Incubate the specific structure of device are as follows: including upper heating film foam, upper heating film, upper heating panel, capillary tube gripPart, heating plate, electric heating film, lower heating plate heat preservation foam, rack support, straight line rail, limit base, support column, incubate rack gear andGear is incubated, rack support is mounted on straight line rail, is incubated rack gear and is fixed on rack support, is incubated rack gear and is nibbled with gear is incubatedIt closes, limit base is installed at the both ends of straight line rail, and the lower heating and thermal insulation foam is fixed on rack support, the electric heating film installationOn lower heating and thermal insulation foam, the heating plate is mounted on electric heating film, and the capillary tube gripping element is mounted in heating plate,The upper heating film, upper heating panel and upper heating film foam form a whole part installation on the support columns, from top to bottom according toSecondary is upper heating film foam, upper heating film and upper heating panel, and the single piece is covered on above capillary tube gripping element, described wholeCapillary is offered on body part and is put into mouth, and the capillary tube gripping element is for clamping capillary.Gear rotate driving is incubated to incubateRack gear, so that rack support be driven to slide on straight line rail, rack support drives lower heating and thermal insulation foam above it, electric heatingFilm, heating plate and capillary tube gripping element slide on line slide rail together, limit seat supports straight line rail.
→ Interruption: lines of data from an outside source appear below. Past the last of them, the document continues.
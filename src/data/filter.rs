use std::collections::{BTreeMap, BTreeSet};

use super::model::{Column, EnrichedRecord};

/// Columns the user can filter on, in the order the side panel shows them.
pub const FILTER_COLUMNS: [Column; 4] = [
    Column::PurchaseType,
    Column::TicketClass,
    Column::DepartureStation,
    Column::ArrivalDestination,
];

pub fn is_filterable(column: Column) -> bool {
    FILTER_COLUMNS.contains(&column)
}

// ---------------------------------------------------------------------------
// Filter predicate: which values are selected per column
// ---------------------------------------------------------------------------

/// Per-column selection state: column → set of selected values.
/// A column that is absent or has an empty set is not filtered (show all).
#[derive(Debug, Clone, Default, PartialEq, Eq)]
pub struct FilterCriteria {
    selected: BTreeMap<Column, BTreeSet<String>>,
}

impl FilterCriteria {
    pub fn new() -> Self {
        Self::default()
    }

    /// Builder-style selection, handy for tests and scripted filters.
    pub fn with<I, S>(mut self, column: Column, values: I) -> Self
    where
        I: IntoIterator<Item = S>,
        S: Into<String>,
    {
        for value in values {
            self.select(column, value);
        }
        self
    }

    /// Add a value to a column's selection. Only [`FILTER_COLUMNS`] can be
    /// filtered; selections on other columns are ignored.
    pub fn select(&mut self, column: Column, value: impl Into<String>) {
        if !is_filterable(column) {
            log::warn!("Ignoring filter on non-filterable column '{column}'");
            return;
        }
        self.selected.entry(column).or_default().insert(value.into());
    }

    /// Flip a single value; returns whether it is now selected. Always
    /// `false` for columns outside [`FILTER_COLUMNS`].
    pub fn toggle(&mut self, column: Column, value: &str) -> bool {
        if !is_filterable(column) {
            log::warn!("Ignoring filter on non-filterable column '{column}'");
            return false;
        }
        let set = self.selected.entry(column).or_default();
        if set.remove(value) {
            false
        } else {
            set.insert(value.to_string());
            true
        }
    }

    pub fn is_selected(&self, column: Column, value: &str) -> bool {
        self.selected
            .get(&column)
            .is_some_and(|set| set.contains(value))
    }

    pub fn selection(&self, column: Column) -> Option<&BTreeSet<String>> {
        self.selected.get(&column).filter(|set| !set.is_empty())
    }

    pub fn clear(&mut self, column: Column) {
        self.selected.remove(&column);
    }

    pub fn clear_all(&mut self) {
        self.selected.clear();
    }

    /// True when no column constrains anything.
    pub fn is_empty(&self) -> bool {
        self.selected.values().all(BTreeSet::is_empty)
    }

    /// A record passes when, for every column with a non-empty selection,
    /// its value for that column is one of the selected values. A missing
    /// value never matches an active selection.
    pub fn matches(&self, record: &EnrichedRecord) -> bool {
        self.selected
            .iter()
            .filter(|(_, set)| !set.is_empty())
            .all(|(column, set)| {
                record
                    .ticket
                    .text(*column)
                    .is_some_and(|value| set.contains(value))
            })
    }
}

/// Return indices of records that pass all active filters, in input order.
pub fn filtered_indices(records: &[EnrichedRecord], criteria: &FilterCriteria) -> Vec<usize> {
    records
        .iter()
        .enumerate()
        .filter(|(_, r)| criteria.matches(r))
        .map(|(i, _)| i)
        .collect()
}

/// Return the records that pass all active filters, in input order.
pub fn filter_records<'a>(
    records: &'a [EnrichedRecord],
    criteria: &FilterCriteria,
) -> Vec<&'a EnrichedRecord> {
    records.iter().filter(|r| criteria.matches(r)).collect()
}

// ---------------------------------------------------------------------------
// Filter options: what the multiselect widgets offer
// ---------------------------------------------------------------------------

/// Distinct non-null values of each filterable column, in first-seen order.
#[derive(Debug, Clone, Default)]
pub struct FilterOptions {
    values: BTreeMap<Column, Vec<String>>,
}

impl FilterOptions {
    pub fn from_records(records: &[EnrichedRecord]) -> Self {
        let mut values = BTreeMap::new();
        for column in FILTER_COLUMNS {
            let mut seen = BTreeSet::new();
            let mut ordered = Vec::new();
            for value in records.iter().filter_map(|r| r.ticket.text(column)) {
                if seen.insert(value) {
                    ordered.push(value.to_string());
                }
            }
            values.insert(column, ordered);
        }
        FilterOptions { values }
    }

    pub fn values(&self, column: Column) -> &[String] {
        self.values.get(&column).map(Vec::as_slice).unwrap_or(&[])
    }
}
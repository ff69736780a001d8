use std::path::Path;

use anyhow::Result;
use railway_dashboard::config::DashboardConfig;
use railway_dashboard::data::aggregate::AggregateResult;
use railway_dashboard::data::export;
use railway_dashboard::data::filter::FilterCriteria;
use railway_dashboard::data::model::{Column, EnrichedRecord};
use railway_dashboard::data::Pipeline;

use crate::color::{ColorMap, STATUS_PALETTE};

// ---------------------------------------------------------------------------
// Application state
// ---------------------------------------------------------------------------

/// The full UI state, independent of rendering.
pub struct AppState {
    /// Geo-joined dataset, fixed for the lifetime of the app.
    pub pipeline: Pipeline,

    /// Per-column filter selections.
    pub criteria: FilterCriteria,

    /// Indices of records passing the current filters (cached).
    pub visible_indices: Vec<usize>,

    /// KPIs and rollups of the visible records (cached).
    pub aggregates: AggregateResult,

    /// Colours per journey status, built from the whole dataset so they
    /// don't shift as filters change.
    pub status_colors: ColorMap,

    /// Colours per ticket class.
    pub class_colors: ColorMap,

    pub show_points: bool,
    pub show_routes: bool,
    pub table_rows: usize,

    /// Status / error message shown in the UI.
    pub status_message: Option<String>,
}

impl AppState {
    pub fn new(pipeline: Pipeline, config: &DashboardConfig) -> Self {
        let criteria = FilterCriteria::new();
        let (visible_indices, aggregates) = {
            let output = pipeline.run(&criteria);
            (output.indices, output.aggregates)
        };

        let status_colors = ColorMap::with_base(
            aggregates
                .status_distribution
                .iter()
                .map(|s| s.status.as_str()),
            &STATUS_PALETTE,
        );
        let class_colors = ColorMap::new(aggregates.price_by_class.iter().map(|c| c.class.as_str()));

        Self {
            pipeline,
            criteria,
            visible_indices,
            aggregates,
            status_colors,
            class_colors,
            show_points: config.show_points,
            show_routes: config.show_routes,
            table_rows: config.table_rows,
            status_message: None,
        }
    }

    /// Recompute visible records and aggregates after a filter change.
    pub fn refilter(&mut self) {
        let output = self.pipeline.run(&self.criteria);
        self.visible_indices = output.indices;
        self.aggregates = output.aggregates;
    }

    /// Records passing the current filters, in file order.
    pub fn visible_records(&self) -> impl Iterator<Item = &EnrichedRecord> + '_ {
        let records = self.pipeline.records();
        self.visible_indices.iter().map(move |&i| &records[i])
    }

    /// Toggle a single value in a column's filter.
    pub fn toggle_filter_value(&mut self, column: Column, value: &str) {
        self.criteria.toggle(column, value);
        self.refilter();
    }

    /// Drop the filter on one column.
    pub fn clear_filter(&mut self, column: Column) {
        self.criteria.clear(column);
        self.refilter();
    }

    pub fn clear_all_filters(&mut self) {
        self.criteria.clear_all();
        self.refilter();
    }

    pub fn export_records(&mut self, path: &Path) {
        let result = export::export_records_csv(path, self.visible_records());
        self.report_export(result, path, "records");
    }

    pub fn export_summary(&mut self, path: &Path) {
        let result = export::export_summary_json(path, &self.aggregates);
        self.report_export(result, path, "summary");
    }

    fn report_export(&mut self, result: Result<()>, path: &Path, what: &str) {
        match result {
            Ok(()) => {
                log::info!("Exported {what} to {}", path.display());
                self.status_message = Some(format!("Exported {what} to {}", path.display()));
            }
            Err(e) => {
                log::error!("Failed to export {what}: {e:#}");
                self.status_message = Some(format!("Error: {e:#}"));
            }
        }
    }
}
Detection device is used to detect the luminous number of photons of capillary.Using existing detection device,
Certainly the present invention also provides a kind of detection device, the specific structure of the detection device are as follows: including detection carrier 1000, inspectionSurvey gear 1001, detection rack gear 1002, capillary tube gripping element 1003, detection rail 1004 and Photoelectric Detection part 1005, the detectionRack gear is mounted on detection carrier, and the detection gear is engaged with detection rack gear, and the capillary tube gripping element is fixed on detection and carriesOn tool, capillary tube gripping element is mounted on detection rail for clamping capillary, the detection carrier, the detection gear rotation,Capillary to drive detection carrier close or far from Photoelectric Detection part, and then is sent into or is pulled out light by driving detection rack gearElectro-detection part realizes the detection operation of capillary.